Friday, February 5, 2010

Iz are a hypocrite!!!

Everybody, hopefully in their life time has had a life altering experience. It could be good or bad, just something that really affected how they live the rest of their life. I was asked this question and it really made me think back long and hard. What can I single out in my life that has been so life altering that it changed my personality as a young adult. I think one story comes to mind, it’s not really so life altering that my personality changed, but I think it changed me as a person as a whole, not just one thing about me.
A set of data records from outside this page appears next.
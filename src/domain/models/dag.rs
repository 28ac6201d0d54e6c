//! Dependency-graph utilities shared by the decomposition pipeline's cycle
//! detector and the task store's DAG invariant checks.

use std::collections::{HashMap, HashSet, VecDeque};

/// A directed edge list keyed by task `key`, used for Kahn's-algorithm
/// cycle detection (spec §4.8 "Cycle detection").
pub struct DependencyGraph<'a> {
    nodes: Vec<&'a str>,
    /// key -> set of keys it depends on.
    edges: HashMap<&'a str, HashSet<&'a str>>,
}

impl<'a> DependencyGraph<'a> {
    pub fn new<I>(tasks: I) -> Self
    where
        I: IntoIterator<Item = (&'a str, &'a [String])>,
    {
        let mut nodes = Vec::new();
        let mut edges = HashMap::new();
        for (key, depends_on) in tasks {
            nodes.push(key);
            edges.insert(key, depends_on.iter().map(String::as_str).collect());
        }
        Self { nodes, edges }
    }

    /// Runs Kahn's algorithm. Returns `Ok(topo_order)` if acyclic, or
    /// `Err(remaining_keys)` naming the nodes left with non-zero in-degree
    /// (i.e. participating in a cycle), per spec §4.8.
    pub fn topo_sort(&self) -> Result<Vec<&'a str>, Vec<String>> {
        // in-degree here counts dependents, i.e. edges point dependency -> dependent
        // so we process nodes whose dependencies are all satisfied first.
        let mut in_degree: HashMap<&str, usize> = self.nodes.iter().map(|&n| (n, 0)).collect();
        for node in &self.nodes {
            for dep in self.edges.get(node).into_iter().flatten() {
                if in_degree.contains_key(dep) {
                    *in_degree.get_mut(node).unwrap() += 1;
                }
            }
        }

        let mut queue: VecDeque<&str> = in_degree
            .iter()
            .filter(|(_, &deg)| deg == 0)
            .map(|(&n, _)| n)
            .collect();
        let mut order = Vec::with_capacity(self.nodes.len());
        let mut remaining = in_degree.clone();

        while let Some(node) = queue.pop_front() {
            order.push(node);
            for &other in &self.nodes {
                if other == node {
                    continue;
                }
                if self.edges.get(other).map(|deps| deps.contains(node)).unwrap_or(false) {
                    let deg = remaining.get_mut(other).unwrap();
                    *deg -= 1;
                    if *deg == 0 {
                        queue.push_back(other);
                    }
                }
            }
        }

        if order.len() == self.nodes.len() {
            Ok(order)
        } else {
            let resolved: HashSet<&str> = order.into_iter().collect();
            Err(self
                .nodes
                .iter()
                .filter(|n| !resolved.contains(*n))
                .map(|&n| n.to_string())
                .collect())
        }
    }
}
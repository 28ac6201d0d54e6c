use super::config::{LogConfig, LogFormat, RotationPolicy};
use super::secret_scrubbing::SecretScrubbingLayer;
use anyhow::Result;
use std::io;
use tracing::Level;
use tracing_appender::non_blocking::WorkerGuard;
use tracing_appender::rolling;
use tracing_subscriber::fmt::format::FmtSpan;
use tracing_subscriber::layer::SubscriberExt;
use tracing_subscriber::util::SubscriberInitExt;
use tracing_subscriber::{EnvFilter, Layer};

/// Logger implementation using tracing
pub struct LoggerImpl {
    _guard: Option<WorkerGuard>,
}

impl LoggerImpl {
    /// Initialize the logger with the given configuration
    ///
    /// # Arguments
    /// * `config` - Logging configuration
    ///
    /// # Returns
    /// * `Result<Self>` - Logger instance with guard to keep subscriber alive
    ///
    /// # Errors
    /// Returns an error if the logger cannot be initialized
    #[allow(clippy::too_many_lines)]
    pub fn init(config: &LogConfig) -> Result<Self> {
        // Parse log level
        let default_level = parse_log_level(&config.level)?;

        // Create environment filter with default level
        let env_filter = EnvFilter::builder()
            .with_default_directive(default_level.into())
            .from_env_lossy();

        // Secret scrubbing layer
        let _scrubbing_layer = SecretScrubbingLayer::new();

        // Build subscriber based on configuration
        let guard = if let Some(ref log_dir) = config.log_dir {
            // File output with rotation
            let file_appender = match config.rotation {
                RotationPolicy::Daily => rolling::daily(log_dir, "redgreen.log"),
                RotationPolicy::Hourly => rolling::hourly(log_dir, "redgreen.log"),
                RotationPolicy::Never => rolling::never(log_dir, "redgreen.log"),
            };

            let (non_blocking_file, guard) = tracing_appender::non_blocking(file_appender);

            // File layer - always JSON for structured logging
            let file_layer = tracing_subscriber::fmt::layer()
                .json()
                .with_writer(non_blocking_file)
                .with_ansi(false)
                .with_current_span(true)
                .with_span_list(true)
                .with_target(true)
                .with_thread_ids(true)
                .with_thread_names(true)
                .with_file(true)
                .with_line_number(true)
                .with_filter(env_filter.clone());

            if config.enable_stdout {
                // Stdout layer - respects format config
                match config.format {
                    LogFormat::Json => {
                        let stdout_layer = tracing_subscriber::fmt::layer()
                            .json()
                            .with_writer(io::stdout)
                            .with_current_span(true)
                            .with_span_list(true)
                            .with_target(true)
                            .with_thread_ids(true)
                            .with_thread_names(true)
                            .with_file(true)
                            .with_line_number(true)
                            .with_filter(env_filter);

                        tracing_subscriber::registry()
                            .with(file_layer)
                            .with(stdout_layer)
                            .init();
                    }
                    LogFormat::Pretty => {
                        let stdout_layer = tracing_subscriber::fmt::layer()
                            .pretty()
                            .with_writer(io::stdout)
                            .with_target(true)
                            .with_thread_ids(true)
                            .with_file(true)
                            .with_line_number(true)
                            .with_span_events(FmtSpan::CLOSE)
                            .with_filter(env_filter);

                        tracing_subscriber::registry()
                            .with(file_layer)
                            .with(stdout_layer)
                            .init();
                    }
                }
            } else {
                tracing_subscriber::registry()
                    .with(file_layer)
                    .init();
            }

            Some(guard)
        } else {
            // Stdout only
            match config.format {
                LogFormat::Json => {
                    let stdout_layer = tracing_subscriber::fmt::layer()
                        .json()
                        .with_writer(io::stdout)
                        .with_current_span(true)
                        .with_span_list(true)
                        .with_target(true)
                        .with_thread_ids(true)
                        .with_thread_names(true)
                        .with_file(true)
                        .with_line_number(true)
                        .with_filter(env_filter);

                    tracing_subscriber::registry()
                        .with(stdout_layer)
                        .init();
                }
                LogFormat::Pretty => {
                    let stdout_layer = tracing_subscriber::fmt::layer()
                        .pretty()
                        .with_writer(io::stdout)
                        .with_target(true)
                        .with_thread_ids(true)
                        .with_file(true)
                        .with_line_number(true)
                        .with_span_events(FmtSpan::CLOSE)
                        .with_filter(env_filter);

                    tracing_subscriber::registry()
                        .with(stdout_layer)
                        .init();
                }
            }

            None
        };

        tracing::info!(
            level = %config.level,
            format = ?config.format,
            file_output = config.log_dir.is_some(),
            "logger initialized"
        );

        Ok(Self { _guard: guard })
    }

    /// Get the worker guard (for testing)
    #[cfg(test)]
    pub fn guard(&self) -> &Option<WorkerGuard> {
        &self._guard
    }
}

/// Parse log level string to Level
fn parse_log_level(level: &str) -> Result<Level> {
    match level.to_lowercase().as_str() {
        "trace" => Ok(Level::TRACE),
        "debug" => Ok(Level::DEBUG),
        "info" => Ok(Level::INFO),
        "warn" => Ok(Level::WARN),
        "error" => Ok(Level::ERROR),
        _ => anyhow::bail!("Invalid log level: {level}"),
    }
}

// Re-export tracing macros for convenience
pub use tracing::{debug, error, info, instrument, trace, warn};
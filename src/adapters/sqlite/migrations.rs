//! SQLite database migration management. Additive-only: every migration is
//! an `ADD COLUMN`/`CREATE TABLE IF NOT EXISTS`, never an `ALTER COLUMN`
//! that changes existing shape.

use sqlx::SqlitePool;
use thiserror::Error;

#[derive(Debug, Error)]
pub enum MigrationError {
    #[error("Failed to execute migration {version}: {source}")]
    ExecutionError { version: i64, #[source] source: sqlx::Error },
    #[error("Failed to get schema version: {0}")]
    VersionCheckError(#[source] sqlx::Error),
}

#[derive(Debug, Clone)]
pub struct Migration {
    pub version: i64,
    pub description: String,
    pub sql: String,
}

pub struct Migrator {
    pool: SqlitePool,
}

impl Migrator {
    pub fn new(pool: SqlitePool) -> Self {
        Self { pool }
    }

    pub async fn run_embedded_migrations(&self, migrations: Vec<Migration>) -> Result<usize, MigrationError> {
        self.ensure_migrations_table().await?;
        let current_version = self.get_current_version().await?;
        let pending: Vec<_> = migrations.into_iter().filter(|m| m.version > current_version).collect();

        if pending.is_empty() {
            return Ok(0);
        }

        for migration in &pending {
            self.apply_migration(migration).await?;
        }

        Ok(pending.len())
    }

    async fn ensure_migrations_table(&self) -> Result<(), MigrationError> {
        sqlx::query(
            "CREATE TABLE IF NOT EXISTS schema_migrations (
                version INTEGER PRIMARY KEY,
                applied_at TEXT NOT NULL DEFAULT (datetime('now')),
                description TEXT
            )",
        )
        .execute(&self.pool)
        .await
        .map_err(|e| MigrationError::ExecutionError { version: 0, source: e })?;
        Ok(())
    }

    pub async fn get_current_version(&self) -> Result<i64, MigrationError> {
        let result: Option<(i64,)> = sqlx::query_as("SELECT COALESCE(MAX(version), 0) FROM schema_migrations")
            .fetch_optional(&self.pool)
            .await
            .map_err(MigrationError::VersionCheckError)?;
        Ok(result.map(|(v,)| v).unwrap_or(0))
    }

    async fn apply_migration(&self, migration: &Migration) -> Result<(), MigrationError> {
        sqlx::raw_sql(&migration.sql)
            .execute(&self.pool)
            .await
            .map_err(|e| MigrationError::ExecutionError { version: migration.version, source: e })?;

        sqlx::query("INSERT OR IGNORE INTO schema_migrations (version, description) VALUES (?, ?)")
            .bind(migration.version)
            .bind(&migration.description)
            .execute(&self.pool)
            .await
            .map_err(|e| MigrationError::ExecutionError { version: migration.version, source: e })?;

        Ok(())
    }
}

pub fn all_embedded_migrations() -> Vec<Migration> {
    vec![Migration {
        version: 1,
        description: "Initial schema: tasks, attempts, workers, execution_runs, circuit_breakers".to_string(),
        sql: include_str!("../../../migrations/001_initial_schema.sql").to_string(),
    }]
}

#[cfg(test)]
mod tests {
    use super::*;
    use crate::adapters::sqlite::connection::create_test_pool;

    #[tokio::test]
    async fn running_migrations_twice_is_idempotent() {
        let pool = create_test_pool().await.unwrap();
        let migrator = Migrator::new(pool);

        let applied = migrator.run_embedded_migrations(all_embedded_migrations()).await.unwrap();
        assert_eq!(applied, 1);

        let applied_again = migrator.run_embedded_migrations(all_embedded_migrations()).await.unwrap();
        assert_eq!(applied_again, 0);
    }
}
//! Subprocess-backed `LmTransport`. Spawns the configured LM CLI once per
//! stage invocation and streams its stdout line-by-line; the LM is expected
//! to perform filesystem edits in the given `cwd` as a side effect via tool
//! use (spec §4.3). Retries transient spawn failures with exponential
//! backoff, mirroring the teacher's Claude client retry policy.

use futures::stream::{self, BoxStream, StreamExt};
use std::process::Stdio;
use std::time::Duration;
use tokio::io::{AsyncBufReadExt, BufReader};
use tokio::process::{Child, Command};

use crate::domain::ports::lm_transport::{LmTransport, LmTransportError, PermissionMode, StreamOptions, TextChunk};

/// Backoff policy for transient spawn failures, matching the teacher's
/// retry shape: exponential, capped, bounded attempt count.
#[derive(Debug, Clone)]
pub struct RetryPolicy {
    pub max_retries: u32,
    pub initial_backoff: Duration,
    pub max_backoff: Duration,
}

impl Default for RetryPolicy {
    fn default() -> Self {
        Self { max_retries: 3, initial_backoff: Duration::from_secs(2), max_backoff: Duration::from_secs(30) }
    }
}

pub struct SubprocessLmTransport {
    executable: String,
    retry_policy: RetryPolicy,
}

impl SubprocessLmTransport {
    pub fn new(executable: impl Into<String>) -> Self {
        Self { executable: executable.into(), retry_policy: RetryPolicy::default() }
    }

    pub fn with_retry_policy(mut self, policy: RetryPolicy) -> Self {
        self.retry_policy = policy;
        self
    }

    fn build_command(&self, options: &StreamOptions) -> Command {
        let mut cmd = Command::new(&self.executable);
        cmd.arg("--print")
            .arg("--output-format")
            .arg("stream-json")
            .arg("--model")
            .arg(&options.model)
            .arg("--max-turns")
            .arg(options.max_turns.to_string())
            .arg("--permission-mode")
            .arg(match options.permission_mode {
                PermissionMode::BypassPermissions => "bypassPermissions",
            })
            .arg(&options.prompt)
            .current_dir(&options.cwd)
            .stdout(Stdio::piped())
            .stderr(Stdio::piped())
            .stdin(Stdio::null());
        cmd
    }

    async fn spawn_with_retry(&self, options: &StreamOptions) -> Result<Child, LmTransportError> {
        let mut attempt = 0;
        let mut backoff = self.retry_policy.initial_backoff;
        loop {
            match self.build_command(options).spawn() {
                Ok(child) => return Ok(child),
                Err(e) if attempt < self.retry_policy.max_retries => {
                    tracing::warn!(attempt, error = %e, "lm transport spawn failed, retrying");
                    tokio::time::sleep(backoff).await;
                    backoff = (backoff * 2).min(self.retry_policy.max_backoff);
                    attempt += 1;
                }
                Err(e) => return Err(LmTransportError::Spawn(e.to_string())),
            }
        }
    }
}

#[async_trait::async_trait]
impl LmTransport for SubprocessLmTransport {
    async fn stream_completion(&self, options: StreamOptions) -> BoxStream<'static, TextChunk> {
        let child = match self.spawn_with_retry(&options).await {
            Ok(child) => child,
            Err(e) => return stream::iter(vec![Err(e)]).boxed(),
        };
        line_stream(child).boxed()
    }
}

fn line_stream(mut child: Child) -> BoxStream<'static, TextChunk> {
    let stdout = match child.stdout.take() {
        Some(s) => s,
        None => return stream::iter(vec![Err(LmTransportError::Spawn("no stdout handle".to_string()))]).boxed(),
    };
    let reader = BufReader::new(stdout).lines();

    stream::unfold((reader, Some(child)), |(mut reader, mut child)| async move {
        match reader.next_line().await {
            Ok(Some(line)) => Some((Ok(line), (reader, child))),
            Ok(None) => {
                if let Some(mut c) = child.take() {
                    let status = c.wait().await;
                    if let Ok(status) = status {
                        if !status.success() {
                            return Some((Err(LmTransportError::NonZeroExit(status.code().unwrap_or(-1))), (reader, None)));
                        }
                    }
                }
                None
            }
            Err(e) => Some((Err(LmTransportError::Decode(e.to_string())), (reader, child.take()))),
        }
    })
    .boxed()
}

#[cfg(test)]
mod tests {
    use super::*;

    #[tokio::test]
    async fn streams_lines_from_echo() {
        let transport = SubprocessLmTransport::new("/bin/sh");
        // Exercise the command-building path without depending on a real
        // LM binary: point at /bin/sh and just check spawn/backoff wiring.
        let options = StreamOptions {
            prompt: "-c".to_string(),
            model: "irrelevant".to_string(),
            cwd: "/tmp".to_string(),
            permission_mode: PermissionMode::BypassPermissions,
            max_turns: 1,
        };
        let mut stream = transport.stream_completion(options).await;
        // /bin/sh will reject the synthesized flags; we only assert the
        // stream terminates rather than hangs.
        let _ = stream.next().await;
    }
}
It was a normal day, nothing strange; at a doctor’s office, not the greatest place in the world but it could be worse right? So anyways, I was super bored because I really didn’t like going to the doctors’, sure it got me out of school and stuff, but really the doctors’. The smell of sterile alcohol and the arctic temperatures doesn’t really appeal to me. I was learning that my bone size was not of a normal sixteen year old, according to the bone chart, I was in fact fourteen. Well that’s a eye opener, no wonder I was always shorter then everybody in my classes. It all makes sense. But what else good be wrong with my body, besides the size of my bones. Well it turns out that I have a hormone deficiency problem. This means that my body does not produce hormones, which explains why I had so many problems. So my doctor’s told me that I had to inject myself with hormones so that I could grow. First, it was just every three months, just to get my body used to the added hormones. Then it was every month, then every two weeks, now it is every week. Yes, every week I have to give myself a shot of testosterone, it really is annoying if you think about. It really messed with my brain, I actually thought I was going crazy, I had crazy mood swings, because my body wasn’t used to the added amount of testosterone. I felt almost bipolar, it is funny to say that now but, one word would make feel depressed, then happy. But now after a couple years of doing it, I think that my body has finally accepted it. I have finally accepted it, just thinking that I will be doing this for the rest of my life is just so mind blowing to me.